I’ve heard of big ticket purchases, but this one takes the cake. A group of young entrepreneurs named Summit have convinced approximately 50 investors to help them purchase a mountain (yes, a mountain!). The transformation of Powder Mountain in Eden, UT into Summit Eden is now underway.
Who are these entrepreneurs? According toForbes magazine, they are a gang of mostly twenty-something nomads who have run entrepreneur conferences called The Summit Series for the past five years. Saying “conference” might be a little misleading. These events include adventures too, like tagging tiger sharks with scientists or going off 20-foot waterfalls in kayaks. You may even catch Bill Clinton there.
Their goal with Powder Mountain, the largest ski mountain in the United States, is to create a center of culture and innovation: a small community with a big impact. They want to continue to unite thought leaders of today and tomorrow—but this time, the unions will be made on a gorgeously fun mountain that they call home.
Allow them to introduce themselves:
It’s difficult not to notice how every piece of this project is shaped like a Millennial ideal. From concept to design to execution, we can look at Summit Eden as almost a complete embodiment of Generation Y’s principles and values. Here’s how:
Let’s start with one defining positive characteristic of the Millennial generation—the belief that there are no limits. On the Summit Eden website it says, “our capacity to learn and grow is limitless,” and “Summit Eden is a place where a horizon line isn’t a boundary, it’s a beginning.” This is Gen Y’s message and by believing it, they were able to purchase a 10,000-acre mountain!

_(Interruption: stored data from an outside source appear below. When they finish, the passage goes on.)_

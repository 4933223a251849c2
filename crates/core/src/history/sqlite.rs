//! SQLite-backed job history.

use std::path::Path;
use std::sync::{Mutex, MutexGuard, PoisonError};

use rusqlite::{params, Connection};

use super::{HistoryError, JobHistory};
use crate::job::JobSnapshot;

/// SQLite-backed job history.
pub struct SqliteJobHistory {
    conn: Mutex<Connection>,
}

impl SqliteJobHistory {
    /// Open (or create) the history database at `path`.
    pub fn new(path: &Path) -> Result<Self, HistoryError> {
        let conn = Connection::open(path).map_err(|e| HistoryError::Database(e.to_string()))?;
        Self::initialize_schema(&conn)?;
        Ok(Self {
            conn: Mutex::new(conn),
        })
    }

    /// Create an in-memory history (useful for testing).
    pub fn in_memory() -> Result<Self, HistoryError> {
        let conn =
            Connection::open_in_memory().map_err(|e| HistoryError::Database(e.to_string()))?;
        Self::initialize_schema(&conn)?;
        Ok(Self {
            conn: Mutex::new(conn),
        })
    }

    fn initialize_schema(conn: &Connection) -> Result<(), HistoryError> {
        conn.execute_batch(
            r#"
            CREATE TABLE IF NOT EXISTS job_history (
                id TEXT PRIMARY KEY,
                url TEXT NOT NULL,
                status TEXT NOT NULL,
                provider TEXT NOT NULL,
                attempt INTEGER NOT NULL,
                error_kind TEXT,
                created_at TEXT NOT NULL,
                finished_at TEXT NOT NULL,
                snapshot TEXT NOT NULL
            );

            CREATE INDEX IF NOT EXISTS idx_job_history_finished_at ON job_history(finished_at DESC);
            CREATE INDEX IF NOT EXISTS idx_job_history_status ON job_history(status);
            "#,
        )
        .map_err(|e| HistoryError::Database(e.to_string()))
    }

    fn conn(&self) -> MutexGuard<'_, Connection> {
        self.conn.lock().unwrap_or_else(PoisonError::into_inner)
    }
}

impl JobHistory for SqliteJobHistory {
    fn record(&self, job: &JobSnapshot) -> Result<(), HistoryError> {
        if !job.is_terminal() {
            return Err(HistoryError::NotFinished(job.id.clone()));
        }
        let snapshot =
            serde_json::to_string(job).map_err(|e| HistoryError::Serialization(e.to_string()))?;

        self.conn()
            .execute(
                r#"
                INSERT OR REPLACE INTO job_history
                    (id, url, status, provider, attempt, error_kind, created_at, finished_at, snapshot)
                VALUES (?1, ?2, ?3, ?4, ?5, ?6, ?7, ?8, ?9)
                "#,
                params![
                    job.id,
                    job.url,
                    job.status.as_str(),
                    job.provider.as_str(),
                    job.attempt,
                    job.error.as_ref().map(|e| e.kind.as_str()),
                    job.created_at.to_rfc3339(),
                    job.updated_at.to_rfc3339(),
                    snapshot,
                ],
            )
            .map_err(|e| HistoryError::Database(e.to_string()))?;
        Ok(())
    }

    fn recent(&self, limit: usize) -> Result<Vec<JobSnapshot>, HistoryError> {
        let conn = self.conn();
        let mut stmt = conn
            .prepare(
                "SELECT snapshot FROM job_history ORDER BY finished_at DESC, rowid DESC LIMIT ?1",
            )
            .map_err(|e| HistoryError::Database(e.to_string()))?;

        let rows = stmt
            .query_map(params![limit as i64], |row| row.get::<_, String>(0))
            .map_err(|e| HistoryError::Database(e.to_string()))?;

        let mut jobs = Vec::new();
        for row in rows {
            let json = row.map_err(|e| HistoryError::Database(e.to_string()))?;
            let job: JobSnapshot = serde_json::from_str(&json)
                .map_err(|e| HistoryError::Serialization(e.to_string()))?;
            jobs.push(job);
        }
        Ok(jobs)
    }

    fn count(&self) -> Result<u64, HistoryError> {
        self.conn()
            .query_row("SELECT COUNT(*) FROM job_history", [], |row| row.get::<_, i64>(0))
            .map(|n| n as u64)
            .map_err(|e| HistoryError::Database(e.to_string()))
    }
}
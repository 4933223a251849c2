//! Download job API handlers.

use axum::{
    extract::{Path, Query, State},
    http::StatusCode,
    response::IntoResponse,
    Json,
};
use serde::{Deserialize, Serialize};
use std::sync::Arc;
use tracing::warn;
use tubeline_core::{DispatchError, JobError, JobProgress, JobSnapshot, JobStatus, ProviderSlot};

use crate::state::AppState;

/// Maximum allowed limit for history queries
const MAX_LIMIT: usize = 1000;

/// Default limit for history queries
const DEFAULT_LIMIT: usize = 50;

// ============================================================================
// Request/Response Types
// ============================================================================

/// Request body for starting a download
#[derive(Debug, Deserialize)]
pub struct StartDownloadBody {
    pub url: String,
}

/// Response for an accepted download
#[derive(Debug, Serialize)]
pub struct StartDownloadResponse {
    pub job_id: String,
}

/// Query parameters for the history endpoint
#[derive(Debug, Deserialize)]
pub struct HistoryParams {
    pub limit: Option<usize>,
}

/// A job as returned to clients
#[derive(Debug, Serialize)]
pub struct DownloadResponse {
    pub id: String,
    pub url: String,
    pub status: JobStatus,
    pub provider: ProviderSlot,
    pub attempt: u32,
    pub progress: JobProgress,
    #[serde(skip_serializing_if = "Option::is_none")]
    pub title: Option<String>,
    /// Where the finished file can be fetched from this server.
    #[serde(skip_serializing_if = "Option::is_none")]
    pub file_url: Option<String>,
    #[serde(skip_serializing_if = "Option::is_none")]
    pub error: Option<JobError>,
    pub created_at: String,
    pub updated_at: String,
}

impl From<JobSnapshot> for DownloadResponse {
    fn from(job: JobSnapshot) -> Self {
        let (title, file_url) = match &job.result {
            Some(result) => (
                Some(result.title.clone()),
                result
                    .file_path
                    .file_name()
                    .map(|name| {
                        format!("/files/{}", urlencoding::encode(&name.to_string_lossy()))
                    }),
            ),
            None => (None, None),
        };
        Self {
            id: job.id,
            url: job.url,
            status: job.status,
            provider: job.provider,
            attempt: job.attempt,
            progress: job.progress,
            title,
            file_url,
            error: job.error,
            created_at: job.created_at.to_rfc3339(),
            updated_at: job.updated_at.to_rfc3339(),
        }
    }
}

/// Response for listing downloads
#[derive(Debug, Serialize)]
pub struct ListDownloadsResponse {
    pub downloads: Vec<DownloadResponse>,
    pub total: usize,
}

/// Error response
#[derive(Debug, Serialize)]
pub struct DownloadErrorResponse {
    pub error: String,
}

fn error_response(
    status: StatusCode,
    error: impl ToString,
) -> (StatusCode, Json<DownloadErrorResponse>) {
    (
        status,
        Json(DownloadErrorResponse {
            error: error.to_string(),
        }),
    )
}

fn dispatch_error_status(error: &DispatchError) -> StatusCode {
    match error {
        DispatchError::InvalidUrl(_) => StatusCode::BAD_REQUEST,
        DispatchError::ShuttingDown => StatusCode::SERVICE_UNAVAILABLE,
        DispatchError::NotFound(_) => StatusCode::NOT_FOUND,
        DispatchError::AlreadyFinished(_) => StatusCode::CONFLICT,
    }
}

// ============================================================================
// Handlers
// ============================================================================

/// Start a download; the job runs in the background.
pub async fn start_download(
    State(state): State<Arc<AppState>>,
    Json(body): Json<StartDownloadBody>,
) -> Result<(StatusCode, Json<StartDownloadResponse>), impl IntoResponse> {
    match state.dispatcher().start(&body.url) {
        Ok(job_id) => Ok((StatusCode::ACCEPTED, Json(StartDownloadResponse { job_id }))),
        Err(e) => Err(error_response(dispatch_error_status(&e), e)),
    }
}

/// List all jobs in submission order
pub async fn list_downloads(State(state): State<Arc<AppState>>) -> Json<ListDownloadsResponse> {
    let downloads: Vec<DownloadResponse> = state
        .dispatcher()
        .list()
        .into_iter()
        .map(DownloadResponse::from)
        .collect();
    Json(ListDownloadsResponse {
        total: downloads.len(),
        downloads,
    })
}

/// Get a job by ID
pub async fn get_download(
    State(state): State<Arc<AppState>>,
    Path(id): Path<String>,
) -> Result<Json<DownloadResponse>, impl IntoResponse> {
    match state.dispatcher().status(&id) {
        Ok(job) => Ok(Json(DownloadResponse::from(job))),
        Err(e) => Err(error_response(dispatch_error_status(&e), e)),
    }
}

/// Request cancellation of a job
pub async fn cancel_download(
    State(state): State<Arc<AppState>>,
    Path(id): Path<String>,
) -> Result<StatusCode, impl IntoResponse> {
    match state.dispatcher().cancel(&id) {
        Ok(()) => Ok(StatusCode::ACCEPTED),
        Err(e) => Err(error_response(dispatch_error_status(&e), e)),
    }
}

/// Most recently finished jobs from the history store
pub async fn list_history(
    State(state): State<Arc<AppState>>,
    Query(params): Query<HistoryParams>,
) -> Result<Json<ListDownloadsResponse>, impl IntoResponse> {
    let Some(history) = state.dispatcher().history() else {
        return Err(error_response(
            StatusCode::NOT_FOUND,
            "job history is not enabled",
        ));
    };

    let limit = params.limit.unwrap_or(DEFAULT_LIMIT).clamp(1, MAX_LIMIT);
    let jobs = match history.recent(limit) {
        Ok(jobs) => jobs,
        Err(e) => {
            warn!(error = %e, "Failed to read job history");
            return Err(error_response(StatusCode::INTERNAL_SERVER_ERROR, e));
        }
    };
    let total = match history.count() {
        Ok(total) => total as usize,
        Err(e) => return Err(error_response(StatusCode::INTERNAL_SERVER_ERROR, e)),
    };

    Ok(Json(ListDownloadsResponse {
        downloads: jobs.into_iter().map(DownloadResponse::from).collect(),
        total,
    }))
}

Which leads us to another Millennial characteristic—confidence. Coming up with a plan like this and approaching investors about it certainly takes confidence. One might even guess that if the idea to “buy an entire mountain in Utah” came up in a meeting, it would be dismissed with a “yeah, you wish.” Summit Group was confident enough to present their vision, large as it was, and ask for the support they needed to make it happen.
How else is Summit Eden so perfectly Millennial? How about the importance of work/life balance, the desire to contribute to something bigger and heightened environmental and social consciousness? In their own words, “It’s a place to learn, explore, and relax. A place to grow friendships and family and community.“ They’ve also raised 70K for local nonprofits in their new county. It doesn’t take explaining to see this project meets all of those objectives, and then some.

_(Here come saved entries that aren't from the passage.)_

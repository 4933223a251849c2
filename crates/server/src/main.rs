use std::net::SocketAddr;
use std::path::PathBuf;
use std::sync::Arc;
use std::time::Duration;

use anyhow::{Context, Result};
use tokio::signal;
use tracing::{error, info, warn};
use tracing_subscriber::{layer::SubscriberExt, util::SubscriberInitExt};

use tubeline_core::{load_config, validate_config, DownloadDispatcher, JobHistory, SqliteJobHistory};
use tubeline_server::{api::create_router, state::AppState};

/// Application version
const VERSION: &str = env!("CARGO_PKG_VERSION");

#[tokio::main]
async fn main() {
    if let Err(e) = run().await {
        error!("Fatal error: {:#}", e);
        std::process::exit(1);
    }
}

async fn run() -> Result<()> {
    // Initialize logging
    tracing_subscriber::registry()
        .with(
            tracing_subscriber::EnvFilter::try_from_default_env()
                .unwrap_or_else(|_| "info,tower_http=debug".into()),
        )
        .with(tracing_subscriber::fmt::layer())
        .init();

    info!("tubeline {}", VERSION);

    let config_path = std::env::var("TUBELINE_CONFIG")
        .map(PathBuf::from)
        .unwrap_or_else(|_| PathBuf::from("config.toml"));

    info!("Loading configuration from {:?}", config_path);
    let config = load_config(&config_path)
        .with_context(|| format!("Failed to load config from {:?}", config_path))?;

    validate_config(&config).context("Configuration validation failed")?;

    info!("Configuration loaded successfully");
    info!("Download directory: {:?}", config.downloads.dir);
    info!(
        "Primary: {:?}, secondary: {}",
        config.providers.primary.binary,
        match &config.providers.secondary {
            Some(s) if s.enabled => s.url.as_str(),
            _ => "disabled",
        }
    );

    std::fs::create_dir_all(&config.downloads.dir).with_context(|| {
        format!(
            "Failed to create download directory {:?}",
            config.downloads.dir
        )
    })?;

    let mut dispatcher =
        DownloadDispatcher::from_config(&config).context("Failed to create providers")?;

    if config.history.enabled {
        let history: Arc<dyn JobHistory> = Arc::new(
            SqliteJobHistory::new(&config.history.path)
                .context("Failed to open job history database")?,
        );
        info!("Job history at {:?}", config.history.path);
        dispatcher = dispatcher.with_history(history);
    }

    let dispatcher = Arc::new(dispatcher);

    // Drop finished jobs from memory after the retention window
    let sweeper = (config.jobs.retention_secs > 0).then(|| {
        let retention = Duration::from_secs(config.jobs.retention_secs);
        let dispatcher = Arc::clone(&dispatcher);
        tokio::spawn(async move {
            let mut interval = tokio::time::interval(retention.min(Duration::from_secs(60)));
            loop {
                interval.tick().await;
                dispatcher.purge_finished(retention);
            }
        })
    });

    let state = Arc::new(AppState::new(config.clone(), Arc::clone(&dispatcher)));
    let app = create_router(state);

    let addr = SocketAddr::new(config.server.host, config.server.port);
    info!("Starting server on {}", addr);

    let listener = tokio::net::TcpListener::bind(addr)
        .await
        .with_context(|| format!("Failed to bind to {}", addr))?;

    axum::serve(listener, app)
        .with_graceful_shutdown(shutdown_signal())
        .await
        .context("Server error")?;

    info!("Server shutting down...");
    if let Some(handle) = sweeper {
        handle.abort();
    }
    dispatcher.shutdown();
    info!("Dispatcher stopped");

    Ok(())
}

/// Wait for shutdown signal (Ctrl+C or SIGTERM)
async fn shutdown_signal() {
    let ctrl_c = async {
        if let Err(e) = signal::ctrl_c().await {
            warn!("Failed to listen for Ctrl+C: {}", e);
            std::future::pending::<()>().await;
        }
    };

    #[cfg(unix)]
    let terminate = async {
        match signal::unix::signal(signal::unix::SignalKind::terminate()) {
            Ok(mut sigterm) => {
                sigterm.recv().await;
            }
            Err(e) => {
                warn!("Failed to install SIGTERM handler: {}", e);
                std::future::pending::<()>().await;
            }
        }
    };

    #[cfg(not(unix))]
    let terminate = std::future::pending::<()>();

    tokio::select! {
        _ = ctrl_c => {},
        _ = terminate => {},
    }
}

Another key millennial characteristic, particularly apparent in business, is the desire to collaborate. Their homepage says, “It’s a new kind of neighborhood, where friends, family, and the leaders of today and tomorrow gather in an environment created to catalyze personal and collective growth.” They’ve definitely taken collaboration to the next level by creating a collaborative community.

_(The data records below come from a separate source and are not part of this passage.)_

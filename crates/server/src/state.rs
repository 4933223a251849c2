use std::sync::Arc;
use tubeline_core::{Config, DownloadDispatcher, SanitizedConfig};

/// Shared application state
pub struct AppState {
    config: Config,
    dispatcher: Arc<DownloadDispatcher>,
}

impl AppState {
    pub fn new(config: Config, dispatcher: Arc<DownloadDispatcher>) -> Self {
        Self { config, dispatcher }
    }

    pub fn config(&self) -> &Config {
        &self.config
    }

    pub fn sanitized_config(&self) -> SanitizedConfig {
        SanitizedConfig::from(&self.config)
    }

    pub fn dispatcher(&self) -> &Arc<DownloadDispatcher> {
        &self.dispatcher
    }
}
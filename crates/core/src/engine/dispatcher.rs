//! Download dispatcher: validates requests, creates jobs, spawns workers.

use std::collections::HashMap;
use std::sync::atomic::{AtomicBool, Ordering};
use std::sync::{Arc, Mutex};
use std::time::Duration;

use chrono::Utc;
use tokio::sync::{broadcast, Notify, Semaphore};
use tracing::{info, warn};

use super::config::DispatcherConfig;
use super::reporter::ProgressReporter;
use super::types::{DispatchError, EngineSummary, JobEvent};
use super::worker::{JobWorker, WorkerContext};
use crate::config::Config;
use crate::history::JobHistory;
use crate::job::{JobId, JobRegistry, JobSnapshot};
use crate::metrics;
use crate::provider::{Provider, ProviderError, RestApiProvider, YtDlpProvider};
use crate::validation::is_supported_url;

/// Entry point of the engine. Cheap to share behind an `Arc`.
pub struct DownloadDispatcher {
    ctx: Arc<WorkerContext>,
    max_concurrent: usize,
    running: AtomicBool,
}

impl DownloadDispatcher {
    /// Create a dispatcher around already-built providers.
    pub fn new(
        config: DispatcherConfig,
        primary: Arc<dyn Provider>,
        secondary: Option<Arc<dyn Provider>>,
    ) -> Self {
        let registry = Arc::new(JobRegistry::new());
        let reporter = Arc::new(ProgressReporter::new(
            Arc::clone(&registry),
            config.channel_capacity,
        ));
        let limiter = (config.max_concurrent > 0)
            .then(|| Arc::new(Semaphore::new(config.max_concurrent)));

        Self {
            ctx: Arc::new(WorkerContext {
                registry,
                reporter,
                primary,
                secondary,
                history: None,
                backoff: config.backoff,
                attempt_timeout: config.attempt_timeout,
                download_dir: config.download_dir,
                limiter,
                active: Mutex::new(HashMap::new()),
            }),
            max_concurrent: config.max_concurrent,
            running: AtomicBool::new(true),
        }
    }

    /// Build the yt-dlp primary and, when enabled, the REST secondary from config.
    pub fn from_config(config: &Config) -> Result<Self, ProviderError> {
        let primary: Arc<dyn Provider> =
            Arc::new(YtDlpProvider::new(config.providers.primary.clone()));
        let secondary: Option<Arc<dyn Provider>> = match &config.providers.secondary {
            Some(rest) if rest.enabled => Some(Arc::new(RestApiProvider::new(rest.clone())?)),
            _ => None,
        };
        Ok(Self::new(
            DispatcherConfig::from_config(config),
            primary,
            secondary,
        ))
    }

    /// Record every terminal snapshot in `history`.
    ///
    /// Must be called before the dispatcher is shared.
    pub fn with_history(mut self, history: Arc<dyn JobHistory>) -> Self {
        match Arc::get_mut(&mut self.ctx) {
            Some(ctx) => ctx.history = Some(history),
            None => warn!("Dispatcher already shared, history not attached"),
        }
        self
    }

    pub fn history(&self) -> Option<Arc<dyn JobHistory>> {
        self.ctx.history.clone()
    }

    pub fn has_secondary(&self) -> bool {
        self.ctx.secondary.is_some()
    }

    /// Validate `url`, create a queued job and start its worker.
    ///
    /// Returns as soon as the job exists; all network work happens in the
    /// spawned worker. Must be called from within a tokio runtime.
    pub fn start(&self, url: &str) -> Result<JobId, DispatchError> {
        let url = url.trim();
        if !is_supported_url(url) {
            return Err(DispatchError::InvalidUrl(url.to_string()));
        }

        // The active map lock orders this against `shutdown`: a job is either
        // rejected here or visible to the shutdown sweep.
        let mut active = self.ctx.active();
        if !self.running.load(Ordering::SeqCst) {
            drop(active);
            metrics::JOBS_REJECTED
                .with_label_values(&["shutting_down"])
                .inc();
            return Err(DispatchError::ShuttingDown);
        }

        let job = self.ctx.registry.create(url);
        let cancel = Arc::new(Notify::new());
        active.insert(job.id.clone(), Arc::clone(&cancel));
        drop(active);
        self.ctx.reporter.publish_status(&job);

        metrics::JOBS_STARTED.inc();
        info!(job_id = %job.id, url = %job.url, "Download job queued");

        let worker = JobWorker::new(
            Arc::clone(&self.ctx),
            job.id.clone(),
            job.url.clone(),
            cancel,
        );
        tokio::spawn(worker.run());

        Ok(job.id)
    }

    pub fn status(&self, job_id: &str) -> Result<JobSnapshot, DispatchError> {
        Ok(self.ctx.registry.get(job_id)?)
    }

    /// All jobs in submission order.
    pub fn list(&self) -> Vec<JobSnapshot> {
        self.ctx.registry.list()
    }

    pub fn subscribe(&self) -> broadcast::Receiver<JobEvent> {
        self.ctx.reporter.subscribe()
    }

    /// Ask a job to stop. The worker fails it with `Canceled` at its next
    /// checkpoint; an attempt already running is allowed to finish.
    pub fn cancel(&self, job_id: &str) -> Result<(), DispatchError> {
        let accepted = self.ctx.registry.update(job_id, |job| {
            if job.is_terminal() {
                false
            } else {
                job.cancel_requested = true;
                true
            }
        })?;
        if !accepted {
            return Err(DispatchError::AlreadyFinished(job_id.to_string()));
        }

        if let Some(signal) = self.ctx.active().get(job_id) {
            signal.notify_one();
        }
        info!(job_id = %job_id, "Cancel requested");
        Ok(())
    }

    /// Drop finished jobs last updated more than `older_than` ago.
    pub fn purge_finished(&self, older_than: Duration) -> usize {
        let age = chrono::Duration::from_std(older_than).unwrap_or(chrono::Duration::MAX);
        let cutoff = Utc::now()
            .checked_sub_signed(age)
            .unwrap_or(chrono::DateTime::<Utc>::MIN_UTC);
        let removed = self.ctx.registry.purge_finished(cutoff);
        if removed > 0 {
            info!(removed, "Purged finished jobs");
        }
        removed
    }

    pub fn is_running(&self) -> bool {
        self.running.load(Ordering::SeqCst)
    }

    pub fn summary(&self) -> EngineSummary {
        EngineSummary {
            running: self.is_running(),
            max_concurrent: self.max_concurrent,
            jobs: self.ctx.registry.counts(),
        }
    }

    /// Stop accepting jobs and cancel every unfinished one.
    pub fn shutdown(&self) {
        let active: Vec<JobId> = {
            let active = self.ctx.active();
            if !self.running.swap(false, Ordering::SeqCst) {
                warn!("Dispatcher already shut down");
                return;
            }
            active.keys().cloned().collect()
        };
        info!(active = active.len(), "Shutting down dispatcher");
        for job_id in active {
            if let Err(e) = self.cancel(&job_id) {
                warn!(job_id = %job_id, error = %e, "Failed to cancel job during shutdown");
            }
        }
    }
}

Generation Y has been said to be less materialistic than others. They don’t trust big brands and they are conscious of the social impact their purchasing decisions hold. Senator Mike Lee is quoted as saying, “Summit shares Utah’s business vision – it is not just about making a dollar, it is about making a difference for communities and the people who live there.”
It turns out the previous owners of Powder Mountain had plans for thousands of housing units and hotels. So vast were their plans that the housing would have covered two counties. These owners no doubt saw dollar signs, and a lot of them. Summit Group is more interested in preserving the natural beauty of the mountain, improving the surrounding communities and doing things the right way. With 500 home sites planned, a village core of comparable scale, and boutique lodging and amenities, they are not capping out their capital gain potential. It’s not as important to them as the community they intend to build and the world changing ideas that will spawn from that community.
Elise Hu of NPR says, “Spending time with Summit can feel like being at summer camp for grown-ups — the highly produced convenings mix serious talks with ideas and adventure. It’s like Davos for Millennials.”